Wed Aug 10, 2016 5:36 pm

Posts: 38
Easy one first. Show that

$$\int_{-\infty}^{\infty}\log(1+e^{-x^{2}})\text{d}x=\left(1-\frac{\sqrt{2}}{2}\right)\zeta\left(\frac{3}{2}\right)\sqrt{\pi}$$

The other one, I'm not sure if there is a closed form (and I wouldn't be surprised if there isn't one). Evaluate

$$I=\int_{e}^{e^{e}}\log\log\log x\,\text{d}x$$

I've given it a short attempt and the best I got was

$$I=(e-1)\gamma-\text{PV}\int_{-\infty}^{1}\frac{e^{e^{x}}-1}{x}\text{d}x+\sum_{n=2}^{\infty}\frac{\log n}{n!}$$

where PV is the principal value, given by

$$\text{PV}\int_{-\infty}^{1}\frac{e^{e^{x}}-1}{x}\text{d}x=\lim_{\epsilon\to 0}\left(\int_{-\infty}^{-\epsilon}+\int_{\epsilon}^{1}\right)\frac{e^{e^{x}}-1}{x}\text{d}x$$

Re: 2 integrals, one easy, one hard

Fri Aug 12, 2016 12:19 am

Posts: 46
Location: http://www.tolaso.com.gr/
ben1996123 wrote:
Easy one first. Show that

$$\int_{-\infty}^{\infty}\log(1+e^{-x^{2}})\text{d}x=\left(1-\frac{\sqrt{2}}{2}\right)\zeta\left(\frac{3}{2}\right)\sqrt{\pi}$$

\begin{align*}
\int_{-\infty}^{\infty} \log \left ( 1+e^{-x^2} \right ) \, {\rm d}x &=2\int_{0}^{\infty} \log \left ( 1+e^{-x^2} \right ) \, {\rm d}x \quad \text{(due to parity)} \\
&= 2\int_{0}^{\infty} \sum_{n=1}^{\infty} \frac{(-1)^{n-1} e^{-nx^2}}{n} \, {\rm d}x\\
&= 2\sum_{n=1}^{\infty} \frac{(-1)^{n-1}}{n} \int_{0}^{\infty} e^{-n x^2} \, {\rm d}x\\
&\overset{(\dagger)}{=} \sqrt{\pi}\sum_{n=1}^{\infty}\frac{(-1)^{n-1}}{n \sqrt{n}} \\
&\!\overset{(\dagger \dagger)}{=\! =\!}\sqrt{\pi} \left ( 1- \frac{\sqrt{2}}{2} \right ) \zeta \left ( \frac{3}{2} \right ) \\
\end{align*}

$(\dagger)$ Easy to prove that $\displaystyle \int_{0}^{\infty} e^{-nx^2} \, {\rm d}x = \frac{\sqrt{\pi}}{2\sqrt{n}}$. (It is actually a shifted Gaussian)

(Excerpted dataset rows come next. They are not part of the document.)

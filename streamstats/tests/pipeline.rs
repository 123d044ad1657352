use std::collections::HashSet;
use std::time::Duration;

use streamstats::aggregator::AggregatedOutput;
use streamstats::error::ErrorKind;
use streamstats::exporter::MemoryExporter;
use streamstats::pipeline::Pipeline;
use streamstats::source::{GeoJsonSource, MemorySource};
use streamstats::test_utils::gateway::{FakeGateway, PARAMETER_CODES};
use streamstats::test_utils::points::{point_id, seeds};
use streamstats::types::{BackendId, PointOutcome, Stage};
use streamstats_config::shared::{PipelineConfig, PollingConfig};
use streamstats_telemetry::tracing::init_test_tracing;

fn config(max_retries: u32) -> PipelineConfig {
    PipelineConfig {
        max_retries,
        polling: PollingConfig {
            max_extra_polls: 4,
            backoff_base: 2,
            time_unit_ms: 1,
        },
        ..PipelineConfig::default()
    }
}

async fn run(
    config: PipelineConfig,
    gateway: &FakeGateway,
    points: usize,
    parallel: bool,
) -> AggregatedOutput {
    let exporter = MemoryExporter::new();
    let pipeline = Pipeline::new(
        config,
        gateway.clone(),
        MemorySource::new(seeds(points)),
        exporter.clone(),
    )
    .with_parallel(parallel);

    let report = pipeline.run().await.unwrap();
    assert_eq!(report.total, points);
    assert_eq!(report.completed + report.exhausted, points);
    assert_eq!(exporter.exports().await, 1);

    exporter.last_output().await.unwrap()
}

#[tokio::test(flavor = "multi_thread")]
async fn every_point_gets_a_full_record() {
    init_test_tracing();
    let gateway = FakeGateway::new(&seeds(3));

    let output = run(config(3), &gateway, 3, true).await;

    assert_eq!(output.completed(), 3);
    assert_eq!(output.outlets.len(), 3);
    assert_eq!(output.watersheds.len(), 3);
    assert_eq!(output.characteristics.len(), 3 * PARAMETER_CODES.len());
    assert_eq!(output.statistics.len(), 3);
    for status in &output.statuses {
        assert_eq!(status.status, PointOutcome::Completed);
        assert_eq!(status.attempts, 0);
        assert_eq!(status.last_stage, Some(Stage::FlowStatistics));
        assert!(status.error.is_none());
    }
}

#[tokio::test(flavor = "multi_thread")]
async fn a_transient_failure_costs_one_attempt() {
    init_test_tracing();
    let gateway = FakeGateway::new(&seeds(3));
    gateway.fail(Stage::Scenarios, "p01", 1);

    let output = run(config(3), &gateway, 3, true).await;

    let status = &output.statuses[1];
    assert_eq!(status.point_id.as_str(), "p01");
    assert_eq!(status.status, PointOutcome::Completed);
    assert_eq!(status.attempts, 1);
    assert_eq!(status.last_stage, Some(Stage::FlowStatistics));
    assert_eq!(gateway.calls(Stage::Scenarios, "p01"), 2);
    assert_eq!(
        output
            .statistics
            .iter()
            .filter(|statistic| statistic.point_id.as_str() == "p01")
            .count(),
        1
    );
}

#[tokio::test(flavor = "multi_thread")]
async fn points_are_reported_exhausted_after_the_retry_budget() {
    init_test_tracing();
    let gateway = FakeGateway::new(&seeds(2));
    gateway.fail(Stage::Delineate, "p00", 4);

    let output = run(config(3), &gateway, 2, true).await;

    let status = &output.statuses[0];
    assert_eq!(status.point_id.as_str(), "p00");
    assert_eq!(status.status, PointOutcome::Exhausted);
    assert_eq!(status.attempts, 4);
    assert_eq!(status.last_stage, None);
    assert!(status.error.as_deref().unwrap().contains("RetryExhausted"));
    assert_eq!(gateway.calls(Stage::Delineate, "p00"), 4);
    assert!(output.outlets.iter().all(|outlet| outlet.point_id.as_str() != "p00"));

    assert_eq!(output.statuses[1].status, PointOutcome::Completed);
}

#[tokio::test(flavor = "multi_thread")]
async fn attempts_never_exceed_the_retry_budget() {
    init_test_tracing();
    let gateway = FakeGateway::new(&seeds(8));
    for (index, stage) in Stage::ALL.iter().enumerate() {
        gateway.fail(*stage, &point_id(index), 2);
        gateway.fail(*stage, &point_id(index + 3), 6);
    }

    let max_retries = 2;
    let output = run(config(max_retries), &gateway, 8, true).await;

    for status in &output.statuses {
        assert!(status.attempts <= max_retries + 1, "{status:?}");
    }
    // Two failures fit the budget, six do not.
    for index in 0..3 {
        assert_eq!(output.statuses[index].status, PointOutcome::Completed);
    }
    for index in 3..8 {
        assert_eq!(output.statuses[index].status, PointOutcome::Exhausted);
        assert_eq!(output.statuses[index].attempts, max_retries + 1);
    }
}

#[tokio::test(flavor = "multi_thread")]
async fn two_workers_never_share_a_point() {
    init_test_tracing();
    let gateway = FakeGateway::new(&seeds(10)).with_latency(Duration::from_millis(2));
    for index in (0..10).step_by(3) {
        gateway.fail(Stage::RegressionRegions, &point_id(index), 1);
    }

    let output = run(config(3), &gateway, 10, true).await;

    assert_eq!(gateway.overlaps(), 0);
    assert_eq!(output.statuses.len(), 10);
    let ids: HashSet<&str> = output
        .statuses
        .iter()
        .map(|status| status.point_id.as_str())
        .collect();
    assert_eq!(ids.len(), 10);
    assert_eq!(output.completed(), 10);
}

#[tokio::test(flavor = "multi_thread")]
async fn sequential_runs_use_only_the_first_backend() {
    init_test_tracing();
    let gateway = FakeGateway::new(&seeds(4));

    let output = run(config(3), &gateway, 4, false).await;

    assert_eq!(output.completed(), 4);
    assert!(
        gateway
            .delineations()
            .iter()
            .all(|(_, backend)| *backend == BackendId::new("prodweba"))
    );
}

#[tokio::test(flavor = "multi_thread")]
async fn incomplete_characteristics_do_not_count_as_failures() {
    init_test_tracing();
    let gateway = FakeGateway::new(&seeds(1));
    gateway.incomplete_polls("p00", 1);

    let output = run(config(3), &gateway, 1, true).await;

    assert_eq!(output.statuses[0].status, PointOutcome::Completed);
    assert_eq!(output.statuses[0].attempts, 0);
    assert_eq!(gateway.calls(Stage::BasinCharacteristics, "p00"), 2);
    assert!(output.characteristics.iter().all(|row| row.value.is_some()));
}

#[tokio::test(flavor = "multi_thread")]
async fn foreign_workspaces_restart_from_delineation() {
    init_test_tracing();
    let gateway = FakeGateway::new(&seeds(1));
    gateway.serve_delineation_from("p00", "prodwebb");

    let output = run(config(2), &gateway, 1, false).await;

    let status = &output.statuses[0];
    assert_eq!(status.status, PointOutcome::Exhausted);
    assert_eq!(status.attempts, 3);
    assert!(status.error.as_deref().unwrap().contains("BackendAffinityMismatch"));
    assert_eq!(gateway.calls(Stage::Delineate, "p00"), 3);
    assert_eq!(gateway.calls(Stage::BasinCharacteristics, "p00"), 0);
}

#[tokio::test(flavor = "multi_thread")]
async fn an_unreadable_source_fails_before_any_work() {
    init_test_tracing();
    let gateway = FakeGateway::new(&[]);
    let exporter = MemoryExporter::new();
    let pipeline = Pipeline::new(
        config(3),
        gateway.clone(),
        GeoJsonSource::new("/nonexistent/points.geojson", "UID", "VT"),
        exporter.clone(),
    );

    let err = pipeline.run().await.unwrap_err();

    assert_eq!(err.kind(), ErrorKind::SourceLoadFailed);
    assert_eq!(exporter.exports().await, 0);
    assert_eq!(gateway.total_calls(Stage::Delineate), 0);
}

#[tokio::test(flavor = "multi_thread")]
async fn an_empty_source_exports_empty_tables() {
    init_test_tracing();
    let gateway = FakeGateway::new(&[]);

    let output = run(config(3), &gateway, 0, true).await;

    assert_eq!(output, AggregatedOutput::default());
}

$(\dagger \dagger)$ Also easy to prove that $\displaystyle \sum_{n=1}^{\infty} \frac{(-1)^{n-1}}{n \sqrt{n}}= \sum_{n=1}^{\infty} \frac{(-1)^{n-1}}{n^{3/2}}=\left ( 1-\frac{\sqrt{2}}{2} \right ) \zeta \left ( \frac{3}{2} \right )$. (We are using the $\eta$ Dirichlet function and the functional equation it satisfies

$$\eta(s)=\left(1 -2^{1-s} \right) \zeta(s)$$

and the result follows.)